Even with those qualifications, however, advocates of a street grid through the trade center site welcomed the opening of Cortlandt Way. It was designed by PWP Landscape Architecture, which also worked on the memorial.

“From the very beginning, one of the key words was connectivity,” said Michael Connolly, of Community Board 1 in Lower Manhattan, as he was given a tour on Wednesday by Steven Plate, the director of World Trade Center construction for the Port Authority. “The desire of the people who live and work here was to be able to get across the site from east to west.” That will now be possible.

Mr. Connolly said the opening of another access route to the memorial would help relieve pedestrian congestion along Church Street, where large crowds surge at times. “It will make an enormous difference,” he said.

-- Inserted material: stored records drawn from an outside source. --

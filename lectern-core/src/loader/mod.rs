//! Document import: extension dispatch, off-thread extraction and the load deadline.
//!
//! Each format adapter turns raw bytes into a list of [`Chapter`]s. Extraction
//! runs on tokio's blocking pool under a fixed deadline. When the deadline
//! passes the load is abandoned, the worker is told to stop at its next section
//! boundary and whatever it produced is discarded.

pub mod epub;
pub mod pdf;
pub mod txt;

use crate::document::{Chapter, Document, DocumentFormat};
use crate::error::{DecodeError, LoadError};
use std::path::Path;
use std::sync::Arc;
use std::time::Duration;
use tokio_util::sync::CancellationToken;
use tracing::{debug, info, warn};

pub use self::epub::{EpubContainer, EpubDecoder, EpubDocDecoder, TocEntry};
pub use self::pdf::{PdfDecoder, PdfiumDecoder};

const LOG_TARGET: &str = "lectern::loader";

/// Upper bound on decode + extraction for any format
pub const LOAD_TIMEOUT: Duration = Duration::from_secs(20);

/// Imports documents through pluggable EPUB and PDF decoders.
#[derive(Clone)]
pub struct DocumentLoader {
    epub: Arc<dyn EpubDecoder>,
    pdf: Arc<dyn PdfDecoder>,
    deadline: Duration,
}

impl DocumentLoader {
    /// Create a loader backed by the given decoders.
    pub fn new(epub: Arc<dyn EpubDecoder>, pdf: Arc<dyn PdfDecoder>) -> Self {
        Self {
            epub,
            pdf,
            deadline: LOAD_TIMEOUT,
        }
    }

    /// Create a loader using the `epub` crate and a pdfium library.
    ///
    /// `pdf_library_dir` points at the directory holding the pdfium shared
    /// library; `None` binds to the system library.
    #[must_use]
    pub fn with_default_decoders(pdf_library_dir: Option<std::path::PathBuf>) -> Self {
        Self::new(
            Arc::new(EpubDocDecoder),
            Arc::new(PdfiumDecoder::new(pdf_library_dir)),
        )
    }

    #[cfg(test)]
    pub(crate) fn with_deadline(mut self, deadline: Duration) -> Self {
        self.deadline = deadline;
        self
    }

    /// Read and import a file from disk.
    ///
    /// # Errors
    ///
    /// Returns [`LoadError::UnsupportedFormat`] before touching the file when the
    /// extension is not recognized, [`LoadError::ReadError`] when the file cannot be
    /// read, and any error from [`Self::load_bytes`].
    pub async fn load_path(&self, path: &Path) -> Result<Document, LoadError> {
        let file_name = path
            .file_name()
            .map(|name| name.to_string_lossy().into_owned())
            .unwrap_or_default();
        let format = DocumentFormat::from_file_name(&file_name)?;

        let bytes = tokio::fs::read(path).await?;
        debug!(
            target: LOG_TARGET,
            "Read {} bytes from {}",
            bytes.len(),
            path.display()
        );

        self.load_format(file_name, format, bytes).await
    }

    /// Import a document from an in-memory buffer.
    ///
    /// # Errors
    ///
    /// See [`LoadError`] for the failure kinds. No partial document is ever
    /// returned alongside an error.
    pub async fn load_bytes(&self, file_name: &str, bytes: Vec<u8>) -> Result<Document, LoadError> {
        let format = DocumentFormat::from_file_name(file_name)?;
        self.load_format(file_name.to_owned(), format, bytes).await
    }

    async fn load_format(
        &self,
        file_name: String,
        format: DocumentFormat,
        bytes: Vec<u8>,
    ) -> Result<Document, LoadError> {
        info!(target: LOG_TARGET, "Importing {} as {}", file_name, format);

        let cancel = CancellationToken::new();
        let worker_cancel = cancel.clone();
        let epub_decoder = Arc::clone(&self.epub);
        let pdf_decoder = Arc::clone(&self.pdf);

        let handle = tokio::task::spawn_blocking(move || {
            extract(
                format,
                &bytes,
                epub_decoder.as_ref(),
                pdf_decoder.as_ref(),
                &worker_cancel,
            )
        });

        let chapters = match tokio::time::timeout(self.deadline, handle).await {
            Ok(Ok(result)) => result?,
            Ok(Err(join_error)) => {
                warn!(target: LOG_TARGET, "Extraction worker failed: {}", join_error);
                return Err(LoadError::CorruptContainer {
                    reason: join_error.to_string(),
                });
            }
            Err(_) => {
                cancel.cancel();
                warn!(
                    target: LOG_TARGET,
                    "Import of {} exceeded {:?}, abandoning",
                    file_name,
                    self.deadline
                );
                return Err(LoadError::TimedOut);
            }
        };

        info!(
            target: LOG_TARGET,
            "Imported {} with {} chapter(s)",
            file_name,
            chapters.len()
        );

        Document::new(file_name, format, chapters).ok_or(LoadError::NoChaptersFound)
    }
}

/// Run the format adapter on the calling (blocking) thread.
fn extract(
    format: DocumentFormat,
    bytes: &[u8],
    epub_decoder: &dyn EpubDecoder,
    pdf_decoder: &dyn PdfDecoder,
    cancel: &CancellationToken,
) -> Result<Vec<Chapter>, LoadError> {
    let chapters = match format {
        DocumentFormat::Txt => txt::extract(bytes),
        DocumentFormat::Pdf => pdf::extract(pdf_decoder, bytes, cancel),
        DocumentFormat::Epub => epub::extract(epub_decoder, bytes, cancel),
    }
    .map_err(|e| match e {
        DecodeError::Cancelled => LoadError::TimedOut,
        other => LoadError::CorruptContainer {
            reason: other.to_string(),
        },
    })?;

    if chapters.is_empty() {
        return Err(LoadError::NoChaptersFound);
    }
    Ok(chapters)
}

#[cfg(test)]
mod tests {
    use super::*;
    use crate::loader::epub::tests::{FakeEpub, FakeSection};
    use crate::loader::pdf::tests::FakePdf;

    fn loader() -> DocumentLoader {
        DocumentLoader::new(Arc::new(FakeEpub::default()), Arc::new(FakePdf::default()))
    }

    #[tokio::test]
    async fn test_unsupported_format_rejected_before_read() {
        let missing = Path::new("/definitely/not/here/report.docx");
        let err = loader().load_path(missing).await.unwrap_err();
        assert!(matches!(err, LoadError::UnsupportedFormat { ref extension } if extension == "docx"));
    }

    #[tokio::test]
    async fn test_missing_file_is_read_error() {
        let missing = Path::new("/definitely/not/here/book.txt");
        let err = loader().load_path(missing).await.unwrap_err();
        assert!(matches!(err, LoadError::ReadError(_)));
    }

    #[tokio::test]
    async fn test_load_txt_from_disk() {
        let dir = tempfile::tempdir().unwrap();
        let path = dir.path().join("notes.TXT");
        std::fs::write(&path, "First line.\r\n\r\n\r\nSecond   line.").unwrap();

        let doc = loader().load_path(&path).await.unwrap();
        assert_eq!(doc.file_name, "notes.TXT");
        assert_eq!(doc.format, DocumentFormat::Txt);
        assert_eq!(doc.len(), 1);

        let chapter = doc.chapter(0).unwrap();
        assert_eq!(chapter.title, "Full Text");
        assert_eq!(chapter.index, 0);
        assert_eq!(chapter.text, "First line.\n\nSecond line.");
    }

    #[tokio::test]
    async fn test_blank_txt_has_no_chapters() {
        let err = loader().load_bytes("empty.txt", b" \n\t ".to_vec()).await.unwrap_err();
        assert!(matches!(err, LoadError::NoChaptersFound));
    }

    #[tokio::test]
    async fn test_dispatch_by_extension() {
        let epub = FakeEpub::with_sections(vec![
            FakeSection::markup("a.xhtml", "<p>From the epub</p>"),
        ]);
        let pdf = FakePdf {
            pages: vec![vec!["From", "the", "pdf"]],
            reject: false,
        };
        let loader = DocumentLoader::new(Arc::new(epub), Arc::new(pdf));

        let doc = loader.load_bytes("Book.EPUB", Vec::new()).await.unwrap();
        assert_eq!(doc.format, DocumentFormat::Epub);
        assert_eq!(doc.chapter(0).unwrap().text, "From the epub");

        let doc = loader.load_bytes("paper.pdf", Vec::new()).await.unwrap();
        assert_eq!(doc.format, DocumentFormat::Pdf);
        assert_eq!(doc.chapter(0).unwrap().text, "From the pdf");
    }

    #[tokio::test]
    async fn test_epub_without_readable_sections() {
        let epub = FakeEpub::with_sections(vec![FakeSection::default()]);
        let loader = DocumentLoader::new(Arc::new(epub), Arc::new(FakePdf::default()));

        let err = loader.load_bytes("empty.epub", Vec::new()).await.unwrap_err();
        assert!(matches!(err, LoadError::NoChaptersFound));
    }

    #[tokio::test]
    async fn test_corrupt_epub_container() {
        let epub = FakeEpub {
            reject_container: true,
            ..FakeEpub::default()
        };
        let loader = DocumentLoader::new(Arc::new(epub), Arc::new(FakePdf::default()));

        let err = loader.load_bytes("book.epub", vec![1, 2, 3]).await.unwrap_err();
        assert!(matches!(err, LoadError::CorruptContainer { .. }));
    }

    #[tokio::test]
    async fn test_slow_extraction_times_out_and_stops() {
        let epub = FakeEpub::slow(200, Duration::from_millis(20));
        let progress = epub.progress();
        let loader = DocumentLoader::new(Arc::new(epub), Arc::new(FakePdf::default()))
            .with_deadline(Duration::from_millis(100));

        let err = loader.load_bytes("slow.epub", Vec::new()).await.unwrap_err();
        assert!(matches!(err, LoadError::TimedOut));

        // The worker notices cancellation at its next section boundary.
        tokio::time::sleep(Duration::from_millis(150)).await;
        let settled = progress.load(std::sync::atomic::Ordering::SeqCst);
        tokio::time::sleep(Duration::from_millis(150)).await;
        assert_eq!(progress.load(std::sync::atomic::Ordering::SeqCst), settled);
        assert!(settled < 200);
    }
}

Though it was not part of Radio Row, the downtown hub of electronic appliances, Cortlandt Way is heir to several great retail traditions of the early 20th century.

In 1887, Max and Maurice Brill founded the Brill Brothers men’s clothing and furnishings business at 45 Cortlandt Street. It grew into an eight-store chain. (The family gave its name to the Brill Building at Broadway and 49th Street.) Two years later, the Childs restaurant chain was founded at 41 Cortlandt Street by William and Samuel Childs. (At its peak, Childs claimed to serve 50 million meals annually.)

Much of Cortlandt Street, including Radio Row, disappeared in the 1960s when the Port Authority condemned 12 blocks, from Liberty to Vesey Street, and from Church to West Street, for the construction of the twin towers.

After they were destroyed in 2001, the authority planned to recreate Cortlandt as a glassed-in galleria. This idea was strongly opposed by the administration of Mayor Michael R. Bloomberg. Amanda M. Burden, the chairwoman of the City Planning Commission, and Vishaan Chakrabarti, the director of the Manhattan planning office, spoke emphatically in 2004 about the need to restore real streets through the site.

This week, Ms. Burden said: “I think the final design, which took a very long time, is intricate, welcoming yet elegant, and leads one gracefully from Church to the memorial plaza while integrating the two street-level facades of towers three and four. I am very eager to see what it looks like and if the design, as I left it, was realized.”

Mr. Chakrabarti also expressed gratification. “To me, the most thrilling aspect of the site is how the streets are reknitting it back into New York City,” he said this week. “From a New Yorker’s perspective, what the site needs is some sense of normalcy again.”

“That is not at odds with mourning,” he added, “or a sense of what happened there.”